Hi all, I am currently getting a `urllib3.exceptions.ReadTimeoutError: HTTPConnectionPool(host='loca...
c
Hi all, I am currently getting a `urllib3.exceptions.ReadTimeoutError: HTTPConnectionPool(host='localhost', port=4200): Read timed out. (read timeout=15)`on my EC2 Prefect Server setup. I stumbled upon this: https://github.com/PrefectHQ/prefect/blob/master/src/prefect/config.toml#L64 Although it seems a Cloud configuration. Can someone please point me out on the right direction?
a
Yes, sure we can! Here is how you can increase the read timeout on Prefect Server: • Is it possible to increase the GraphQL API request timeout?How to check a GraphQL query timeout settings on Server? How to increase that timeout value?
Although it seems a Cloud configuration.
I understand your confusion. Even though the variable is called
PREFECT__CLOUD__REQUEST_TIMEOUT
, it's not just for Cloud, but it's also valid for Server. your error may also come from the telemetry requests, which you can disable this way:
Copy code
export PREFECT__SERVER__TELEMETRY__ENABLED=False
more on that here
btw are you just getting started with Prefect and setting up Server? if so, you may start directly with Prefect 2.0
c
Hi @Anna Geller I am sorry about the delay in the reply. I have been working with Prefect for a while, but heavily on the last weeks. Your suggestions seems to have worked partially. I don’t get the errors anymore but my flow runs keep stuck on submitted if I get too many at the same time. I have already applied this with a few tweaks, but the problem remains. I am running Prefect on AWS EC2 with GitHub storage and DockerRun. The typical use case I work on are fast flow runs (up to 1min) but I usually have a lot of flow runs at the same time.
a
thanks for explaining. Regarding flow runs stuck in a Submitted state, this is an issue with the execution layer, not the orchestration backend. Check this page for more details
c
@Anna Geller The only reason I am still in doubt is that the execution layer hasn’t enough capacity. In my case, that would mean AWS EC2 instance upgrade (if I am right?). I have upgraded over the last weekend and it seemed like the number of runs until I get the same problem increased. Although, I am questioning if that would be my only option.
a
hard to say, perhaps checking the resource utilization on your EC2 instance could help? otherwise, it could be that you are spinning up too many runs at once and your Server instance can't handle that. Scaling Server is not easy, that's why many users who need that scale opt for Prefect Cloud. This will be easier to tackle in Prefect 2.0 - have you considered migrating to Orion and investigating if it scales better in your use case?
c
Unfortunately, migration to 2.0 is not an option for now.

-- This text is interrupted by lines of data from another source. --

use std::fmt;

/// Feature-engine error types.
#[derive(Debug)]
pub enum FeatureError {
    /// Filesystem error while loading or exporting a dataset.
    Io(std::io::Error),
    /// CSV parsing or writing error.
    Csv(csv::Error),
    /// JSON parsing error (riskInfo payloads, lookup table).
    Json(serde_json::Error),
    /// A source row that cannot be interpreted (bad timestamp, bad bucket key).
    InvalidRecord(String),
    /// No lookup-table year is less than or equal to the query year.
    YearBucketUnavailable {
        /// Year the caller asked for.
        year: i32,
    },
    /// A year/brand/bucket combination observed in the data is absent from
    /// the lookup table. Fatal for the row: the table is incomplete.
    MissingIncomeEntry {
        /// Resolved year bucket.
        year_bucket: i32,
        /// Brand token of the failed lookup.
        brand: String,
        /// Clamped value bucket of the failed lookup.
        bucket: i64,
    },
    /// The resolver's candidate set came out empty.
    UnresolvableIncome {
        /// Year the resolution was attempted for.
        year: i32,
    },
    /// More than one declared branch observed within a single group
    /// (raised only when strict grouping is enabled).
    AmbiguousGroupKey {
        /// Applicant the group belongs to.
        cpf: String,
        /// Human-readable description of the disagreement.
        detail: String,
    },
    /// Error with context chain for better debugging.
    WithContext {
        /// The underlying source of the error.
        source: Box<FeatureError>,
        /// Additional context message.
        context: String,
    },
}

impl fmt::Display for FeatureError {
    fn fmt(&self, f: &mut fmt::Formatter<'_>) -> fmt::Result {
        match self {
            FeatureError::Io(e) => write!(f, "I/O error: {}", e),
            FeatureError::Csv(e) => write!(f, "CSV error: {}", e),
            FeatureError::Json(e) => write!(f, "JSON error: {}", e),
            FeatureError::InvalidRecord(msg) => write!(f, "Invalid record: {}", msg),
            FeatureError::YearBucketUnavailable { year } => {
                write!(f, "No lookup-table year at or below {}", year)
            }
            FeatureError::MissingIncomeEntry {
                year_bucket,
                brand,
                bucket,
            } => write!(
                f,
                "Lookup table has no entry for year {} brand {} bucket {}",
                year_bucket, brand, bucket
            ),
            FeatureError::UnresolvableIncome { year } => {
                write!(f, "Empty presumed-income candidate set for year {}", year)
            }
            FeatureError::AmbiguousGroupKey { cpf, detail } => {
                write!(f, "Ambiguous declared branch for {}: {}", cpf, detail)
            }
            FeatureError::WithContext { source, context } => {
                write!(f, "{}: {}", context, source)
            }
        }
    }
}

impl std::error::Error for FeatureError {
    fn source(&self) -> Option<&(dyn std::error::Error + 'static)> {
        match self {
            FeatureError::Io(e) => Some(e),
            FeatureError::Csv(e) => Some(e),
            FeatureError::Json(e) => Some(e),
            FeatureError::WithContext { source, .. } => Some(source.as_ref()),
            _ => None,
        }
    }
}

impl From<std::io::Error> for FeatureError {
    fn from(err: std::io::Error) -> Self {
        FeatureError::Io(err)
    }
}

impl From<csv::Error> for FeatureError {
    fn from(err: csv::Error) -> Self {
        FeatureError::Csv(err)
    }
}

impl From<serde_json::Error> for FeatureError {
    fn from(err: serde_json::Error) -> Self {
        FeatureError::Json(err)
    }
}

/// Extension trait for adding context to errors.
/// Similar to `anyhow::Context` but for our `FeatureError` type.
pub trait ResultExt<T> {
    /// Add context to an error.
    fn context(self, context: impl Into<String>) -> Result<T, FeatureError>;

    /// Add context lazily (only evaluated on error).
    fn with_context<F>(self, f: F) -> Result<T, FeatureError>
    where
        F: FnOnce() -> String;
}

impl<T> ResultExt<T> for Result<T, FeatureError> {
    fn context(self, context: impl Into<String>) -> Result<T, FeatureError> {
        self.map_err(|e| FeatureError::WithContext {
            source: Box::new(e),
            context: context.into(),
        })
    }

    fn with_context<F>(self, f: F) -> Result<T, FeatureError>
    where
        F: FnOnce() -> String,
    {
        self.map_err(|e| FeatureError::WithContext {
            source: Box::new(e),
            context: f(),
        })
    }
}

/// Extension for csv::Error results to add context directly.
impl<T> ResultExt<T> for Result<T, csv::Error> {
    fn context(self, context: impl Into<String>) -> Result<T, FeatureError> {
        self.map_err(|e| FeatureError::WithContext {
            source: Box::new(FeatureError::Csv(e)),
            context: context.into(),
        })
    }

    fn with_context<F>(self, f: F) -> Result<T, FeatureError>
    where
        F: FnOnce() -> String,
    {
        self.map_err(|e| FeatureError::WithContext {
            source: Box::new(FeatureError::Csv(e)),
            context: f(),
        })
    }
}

#[cfg(test)]
mod tests {
    use super::*;

    #[test]
    fn context_wraps_and_displays_chain() {
        let base: Result<(), FeatureError> = Err(FeatureError::YearBucketUnavailable { year: 2012 });
        let wrapped = base.context("resolving cpf 123");
        let msg = wrapped.unwrap_err().to_string();
        assert!(msg.starts_with("resolving cpf 123: "));
        assert!(msg.contains("2012"));
    }

    #[test]
    fn with_context_is_lazy_on_ok() {
        let ok: Result<u8, FeatureError> = Ok(7);
        let value = ok
            .with_context(|| unreachable!("must not be evaluated on Ok"))
            .unwrap();
        assert_eq!(value, 7);
    }
}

I am now facing an error on
Copy code
UnixHTTPConnectionPool(host='localhost', port=None): Read timed out. (read timeout=60)
I have tried to set the variables in the Agent with the -e but it seems to have no effect. Am I doing something wrong?
a
Check this thread explaining the timeout settings in Server
c
Hmm, thanks for the quick response. I thought that would work only for GraphQL API?
a
That's true. Can you provide more info? You kind of just copy-pasted your
TimeoutError
without providing any context, and I did the same with my answer 😄 If you want to dive deeper: 1. When do you get this error exactly? 2. Is this an issue related to Prefect or to your infrastructure? (we generally can't provide much help with infrastructure issues since it's hard to troubleshoot remotely via Slack, but I can still try to help) 3. How often does this error occur? 4. What was the first time you saw this error and how did you find out about this issue - Docker compose logs? 5. Did you try restarting your Docker service as shown in the SO issue? 6. Did you try restarting your Server?
c
I get this error message every time I run more than 25 flow runs. I have tried to restart both the Server and Docker.
k
I am confused why the port is None here. Do you have more logs? That’s a really weird issue. Are the 25 flow runs concurrent?
c
The flow runs shouldn’t be concurrent. I have applied this with a few tweaks. Logs follow:
Exception encountered while deploying flow run 705cf945-26ce-45dc-831e-c65374acec38
Traceback (most recent call last):
File "/home/ubuntu/.local/lib/python3.8/site-packages/urllib3/connectionpool.py", line 445, in _make_request
six.raise_from(e, None)
File "<string>", line 3, in raise_from
File "/home/ubuntu/.local/lib/python3.8/site-packages/urllib3/connectionpool.py", line 440, in _make_request
httplib_response = conn.getresponse()
File "/usr/lib/python3.8/http/client.py", line 1348, in getresponse
response.begin()
File "/usr/lib/python3.8/http/client.py", line 316, in begin
version, status, reason = self._read_status()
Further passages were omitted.